→ What the task requires: Find the lines in these entries that include the word "Copy" and state how many there are, with no other words.

──────

//! CLI 인터페이스 모듈 묶음.
//! 입력 파싱/단발 실행/REPL/조립을 한 네임스페이스로 관리한다.

pub mod command;
pub mod composition;
pub mod oneshot;
pub mod repl;

pub use command::{AuditInput, AuditOptions, Cli, CliAction, SessionOptions};
pub use composition::AppComposition;
pub use oneshot::run_audit_command;
pub use repl::run_repl;
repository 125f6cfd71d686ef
//! 설정 저장소 포트 구현 어댑터.

use anyhow::Result;

use crate::application::config::Config;
use crate::application::ports::ConfigRepository;
use crate::infrastructure::config;

/// JSON 기반 설정 저장소 어댑터.
pub struct JsonConfigRepository;

impl ConfigRepository for JsonConfigRepository {
    fn load(&self) -> Result<Config> {
        config::load()
    }

    fn inspect_pretty_json(&self) -> Result<String> {
        config::inspect_pretty_json()
    }
}
//! 애플리케이션 유스케이스 모음.

pub mod inspect_config;
pub mod run_audit;
pub mod start_session;
//! 브랜드 감사 도메인 엔티티/값 객체.

use std::fmt;
use std::str::FromStr;

use serde_json::Value;
use thiserror::Error;

/// 감사 대상 플랫폼(고정 열거).
#[derive(Debug, Clone, Copy, PartialEq, Eq, Default)]
pub enum Platform {
    #[default]
    TikTok,
    Instagram,
    Facebook,
    YouTube,
    X,
    LinkedIn,
}

impl Platform {
    pub const ALL: [Platform; 6] = [
        Self::TikTok,
        Self::Instagram,
        Self::Facebook,
        Self::YouTube,
        Self::X,
        Self::LinkedIn,
    ];

    /// 프롬프트/화면에 쓰는 표시 이름.
    pub fn label(self) -> &'static str {
        match self {
            Self::TikTok => "TikTok",
            Self::Instagram => "Instagram",
            Self::Facebook => "Facebook",
            Self::YouTube => "YouTube",
            Self::X => "X (Twitter)",
            Self::LinkedIn => "LinkedIn",
        }
    }

    pub fn icon(self) -> &'static str {
        match self {
            Self::TikTok => "♪",
            Self::Instagram => "◈",
            Self::Facebook => "ƒ",
            Self::YouTube => "▶",
            Self::X => "𝕏",
            Self::LinkedIn => "in",
        }
    }
}

impl fmt::Display for Platform {
    fn fmt(&self, f: &mut fmt::Formatter<'_>) -> fmt::Result {
        f.write_str(self.label())
    }
}

impl FromStr for Platform {
    type Err = String;

    /// 대소문자 무시, 짧은 별칭(tt/ig/fb/yt/x/li)도 허용한다.
    fn from_str(raw: &str) -> Result<Self, Self::Err> {
        match raw.trim().to_ascii_lowercase().as_str() {
            "tiktok" | "tt" => Ok(Self::TikTok),
            "instagram" | "ig" => Ok(Self::Instagram),
            "facebook" | "fb" => Ok(Self::Facebook),
            "youtube" | "yt" => Ok(Self::YouTube),
            "x" | "twitter" | "x (twitter)" => Ok(Self::X),
            "linkedin" | "li" => Ok(Self::LinkedIn),
            other => Err(format!(
                "unknown platform: {other} (expected one of: tiktok, instagram, facebook, youtube, x, linkedin)"
            )),
        }
    }
}

/// 입력 방식(스크립트 본문 / 영상 URL).
#[derive(Debug, Clone, Copy, PartialEq, Eq, Default)]
pub enum InputMode {
    #[default]
    Script,
    Url,
}

impl InputMode {
    pub fn code(self) -> &'static str {
        match self {
            Self::Script => "script",
            Self::Url => "url",
        }
    }
}

impl FromStr for InputMode {
    type Err = String;

    fn from_str(raw: &str) -> Result<Self, Self::Err> {
        match raw.trim().to_ascii_lowercase().as_str() {
            "script" => Ok(Self::Script),
            "url" => Ok(Self::Url),
            other => Err(format!("unknown input mode: {other} (expected script or url)")),
        }
    }
}

/// 제출 직전의 폼 입력값.
#[derive(Debug, Clone, Default)]
pub struct AuditForm {
    pub platform: Platform,
    pub input_mode: InputMode,
    pub script: String,
    pub video_url: String,
    pub credential: String,
}

impl AuditForm {
    /// 현재 입력 방식에 해당하는 본문.
    pub fn active_content(&self) -> &str {
        match self.input_mode {
            InputMode::Script => &self.script,
            InputMode::Url => &self.video_url,
        }
    }
}

/// 검증을 통과한 1회성 감사 요청.
#[derive(Clone)]
pub struct AuditRequest {
    pub platform: Platform,
    pub input_mode: InputMode,
    pub content: String,
    pub credential: String,
}

impl AuditRequest {
    /// 본문 -> 자격증명 순서로 검증한다. 실패 시 네트워크 호출은 일어나지 않는다.
    pub fn from_form(form: &AuditForm) -> Result<Self, ValidationError> {
        let content = form.active_content().trim();
        if content.is_empty() {
            return Err(ValidationError::MissingContent);
        }
        let credential = form.credential.trim();
        if credential.is_empty() {
            return Err(ValidationError::MissingCredential);
        }

        Ok(Self {
            platform: form.platform,
            input_mode: form.input_mode,
            content: content.to_string(),
            credential: credential.to_string(),
        })
    }
}

// credential은 로그/디버그 출력에 남기지 않는다.
impl fmt::Debug for AuditRequest {
    fn fmt(&self, f: &mut fmt::Formatter<'_>) -> fmt::Result {
        f.debug_struct("AuditRequest")
            .field("platform", &self.platform)
            .field("input_mode", &self.input_mode)
            .field("content_len", &self.content.len())
            .finish_non_exhaustive()
    }
}

#[derive(Debug, Clone, Copy, PartialEq, Eq)]
pub enum ChatRole {
    System,
    User,
}

impl ChatRole {
    pub fn as_str(self) -> &'static str {
        match self {
            Self::System => "system",
            Self::User => "user",
        }
    }
}

#[derive(Debug, Clone, PartialEq, Eq)]
pub struct ChatMessage {
    pub role: ChatRole,
    pub content: String,
}

/// completion 엔드포인트로 보낼 대화 + 인증 정보.
#[derive(Clone)]
pub struct CompletionRequest {
    pub credential: String,
    pub messages: Vec<ChatMessage>,
}

impl fmt::Debug for CompletionRequest {
    fn fmt(&self, f: &mut fmt::Formatter<'_>) -> fmt::Result {
        f.debug_struct("CompletionRequest")
            .field("messages", &self.messages.len())
            .finish_non_exhaustive()
    }
}

/// 모델 응답(JSON)을 검증 없이 그대로 보관하는 감사 결과.
///
/// 필드가 없거나 타입이 다르면 접근자는 `None`을 돌려준다.
#[derive(Debug, Clone, PartialEq)]
pub struct AuditResult {
    raw: Value,
}

impl AuditResult {
    pub fn new(raw: Value) -> Self {
        Self { raw }
    }

    pub fn raw(&self) -> &Value {
        &self.raw
    }

    pub fn platform(&self) -> Option<&str> {
        self.str_field("platform")
    }

    pub fn brand_alignment(&self) -> Option<&str> {
        self.str_field("brand_alignment")
    }

    pub fn crm_mention(&self) -> Option<&str> {
        self.str_field("crm_mention")
    }

    pub fn action(&self) -> Option<&str> {
        self.str_field("action")
    }

    /// 원본 점수. 숫자 문자열(`"80"`)도 받아들인다. 구간 판정은 이 값으로 한다.
    pub fn score_value(&self) -> Option<f64> {
        let value = self.raw.get("score")?;
        value
            .as_f64()
            .or_else(|| value.as_str().and_then(|s| s.trim().parse::<f64>().ok()))
            .filter(|f| f.is_finite())
    }

    /// 표시용 정수 점수(반올림).
    pub fn score(&self) -> Option<i64> {
        self.score_value().map(|f| f.round() as i64)
    }

    pub fn hook_strength(&self) -> Option<&str> {
        self.str_field("hook_strength")
    }

    pub fn cta_present(&self) -> bool {
        self.raw
            .get("cta_present")
            .and_then(Value::as_bool)
            .unwrap_or(false)
    }

    pub fn verdict(&self) -> Option<&str> {
        self.str_field("verdict")
    }

    pub fn issues(&self) -> Vec<&str> {
        self.str_list("issues")
    }

    pub fn suggestions(&self) -> Vec<&str> {
        self.str_list("suggestions")
    }

    pub fn revised_angle(&self) -> Option<&str> {
        self.str_field("revised_angle").filter(|s| !s.is_empty())
    }

    fn str_field(&self, key: &str) -> Option<&str> {
        self.raw.get(key).and_then(Value::as_str)
    }

    fn str_list(&self, key: &str) -> Vec<&str> {
        self.raw
            .get(key)
            .and_then(Value::as_array)
            .map(|items| items.iter().filter_map(Value::as_str).collect())
            .unwrap_or_default()
    }
}

/// 제출 전 입력 검증 오류.
#[derive(Debug, Clone, Copy, PartialEq, Eq, Error)]
pub enum ValidationError {
    #[error("Please provide a video URL or script.")]
    MissingContent,
    #[error("Please enter your API key.")]
    MissingCredential,
}

/// completion 호출 단계 오류.
#[derive(Debug, Clone, PartialEq, Eq, Error)]
pub enum CompletionError {
    /// non-2xx 응답. 본문의 `error.message`가 없으면 상태코드로 메시지를 만든다.
    #[error("{}", status_message(.status, .message))]
    Status { status: u16, message: Option<String> },
    /// 전송 계층 실패(메시지 그대로 전달).
    #[error("{0}")]
    Transport(String),
    /// 2xx 이지만 JSON 본문이 아님.
    #[error("invalid completion response body")]
    InvalidBody,
}

fn status_message(status: &u16, message: &Option<String>) -> String {
    match message {
        Some(message) => message.clone(),
        None => format!("API error {status}"),
    }
}

/// 사용자에게 표시되는 단일 감사 오류.
#[derive(Debug, Clone, PartialEq, Eq, Error)]
pub enum AuditError {
    #[error(transparent)]
    Validation(#[from] ValidationError),
    #[error("{0}")]
    Upstream(String),
    #[error("Something went wrong. Check your API key and try again.")]
    Interpretation,
}

impl From<CompletionError> for AuditError {
    fn from(err: CompletionError) -> Self {
        match err {
            CompletionError::InvalidBody => Self::Interpretation,
            other => Self::Upstream(other.to_string()),
        }
    }
}
//! Infrastructure layer
//! 외부 시스템(HTTP API/파일시스템/터미널)과 직접 통신하는 구현체 집합.

pub mod adapters;
pub mod config;
pub mod providers;
pub mod render;
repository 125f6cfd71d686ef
//! 대화형 감사 폼(REPL) 인터페이스.

use std::future::Future;
use std::io::{self, Write};
use std::pin::Pin;

use anyhow::Result;
use tokio::io::{AsyncBufRead, AsyncBufReadExt, BufReader, Lines};

use crate::application::ports::DashboardRenderer;
use crate::application::usecases::run_audit::{AuditSession, RunAuditUseCase, SubmitOutcome};
use crate::domain::audit::{AuditForm, InputMode, Platform};
use crate::interface::cli::command::SessionOptions;
use crate::interface::cli::composition::AppComposition;

#[derive(Debug, PartialEq, Eq)]
enum ReplCommand {
    Exit,
    Help,
    Status,
    ListPlatforms,
    SetPlatform(Platform),
    SetMode(InputMode),
    SetScript(String),
    /// 슬래시 없이 입력된 줄은 스크립트 뒤에 이어 붙인다(여러 줄 붙여넣기).
    AppendScript(String),
    SetUrl(String),
    SetKey(String),
    Audit,
    Show,
}

/// 진행 중인 감사 호출. 제출 시점의 플랫폼과 함께 결과를 돌려준다.
type PendingAudit<'r> = Pin<Box<dyn Future<Output = (Platform, SubmitOutcome)> + 'r>>;

enum ReplEvent {
    Line(Option<String>),
    Finished(Platform, SubmitOutcome),
}

/// 대화형 입력으로 폼을 채우고 `/audit`으로 제출한다.
pub async fn run_repl(composition: &AppComposition, options: SessionOptions) -> Result<()> {
    let prepared = composition.start_session_usecase().execute()?;
    let gateway = prepared.gateway;
    let mut credential_source = prepared.credential_source;
    let mut form = prepared.form;
    if let Some(platform) = options.platform {
        form.platform = platform;
    }
    if let Some(key) = options.api_key {
        form.credential = key;
        credential_source = Some("flag".to_string());
    }

    print_welcome(&form);
    let lines = BufReader::new(tokio::io::stdin()).lines();
    let use_case = composition.run_audit_usecase(gateway.as_ref());
    drive(lines, &use_case, composition.renderer(), form, credential_source).await
}

/// 입력 줄과 진행 중인 감사 호출을 함께 기다린다.
/// 호출이 끝나기 전에 들어온 `/audit`은 세션의 진행 중 플래그에 막혀 무시된다.
async fn drive<R>(
    mut lines: Lines<R>,
    use_case: &RunAuditUseCase<'_>,
    renderer: &dyn DashboardRenderer,
    mut form: AuditForm,
    mut credential_source: Option<String>,
) -> Result<()>
where
    R: AsyncBufRead + Unpin,
{
    let session = AuditSession::new();
    let mut pending: Option<PendingAudit<'_>> = None;

    loop {
        if pending.is_none() {
            print!("vidaudit> ");
            io::stdout().flush()?;
        }

        // biased: 감사 future를 먼저 poll해야 다음 입력보다 먼저 진행 중 플래그가 선다.
        let event = match pending.as_mut() {
            Some(audit) => tokio::select! {
                biased;
                (platform, outcome) = audit => ReplEvent::Finished(platform, outcome),
                line = lines.next_line() => ReplEvent::Line(line?),
            },
            None => ReplEvent::Line(lines.next_line().await?),
        };

        let raw_input = match event {
            ReplEvent::Finished(platform, outcome) => {
                pending = None;
                report_outcome(use_case, renderer, platform, outcome);
                continue;
            }
            ReplEvent::Line(Some(line)) => line,
            ReplEvent::Line(None) => {
                if let Some(audit) = pending.take() {
                    let (platform, outcome) = audit.await;
                    report_outcome(use_case, renderer, platform, outcome);
                }
                println!();
                break;
            }
        };
        let input = raw_input.trim_end();
        if input.trim().is_empty() {
            continue;
        }

        let command = match parse_repl_command(input) {
            Ok(command) => command,
            Err(msg) => {
                eprintln!("error: {msg}");
                eprintln!("hint: type /help for commands");
                continue;
            }
        };

        match command {
            ReplCommand::Exit => {
                if let Some(audit) = pending.take() {
                    let (platform, outcome) = audit.await;
                    report_outcome(use_case, renderer, platform, outcome);
                }
                break;
            }
            ReplCommand::Help => print_help(),
            ReplCommand::Status => print_status(&form, credential_source.as_deref()),
            ReplCommand::ListPlatforms => print_platforms(form.platform),
            ReplCommand::SetPlatform(platform) => {
                form.platform = platform;
                println!("platform: {} {}", platform.icon(), platform.label());
            }
            ReplCommand::SetMode(mode) => {
                form.input_mode = mode;
                println!("input mode: {}", mode.code());
            }
            ReplCommand::SetScript(script) => {
                form.script = script;
                println!("script: {} chars", form.script.chars().count());
            }
            ReplCommand::AppendScript(line) => {
                if !form.script.is_empty() {
                    form.script.push('\n');
                }
                form.script.push_str(&line);
            }
            ReplCommand::SetUrl(url) => {
                form.video_url = url;
                println!("url: {}", form.video_url);
            }
            ReplCommand::SetKey(key) => {
                form.credential = key;
                credential_source = Some("typed".to_string());
                println!("api key: set");
            }
            ReplCommand::Audit if pending.is_some() => {
                let outcome = use_case.execute(&session, &form).await;
                report_outcome(use_case, renderer, form.platform, outcome);
            }
            ReplCommand::Audit => {
                let snapshot = form.clone();
                let session = &session;
                pending = Some(Box::pin(async move {
                    let outcome = use_case.execute(session, &snapshot).await;
                    (snapshot.platform, outcome)
                }));
            }
            ReplCommand::Show => {
                if session.is_in_flight() {
                    println!("audit in progress");
                } else if let Some(result) = session.last_result() {
                    println!("{}", renderer.render(&result, form.platform));
                } else if let Some(err) = session.last_error() {
                    use_case.reporter.error(&err.to_string());
                } else {
                    println!("no audit yet. fill the form and run /audit");
                }
            }
        }
    }

    Ok(())
}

──────

→ Task response: 4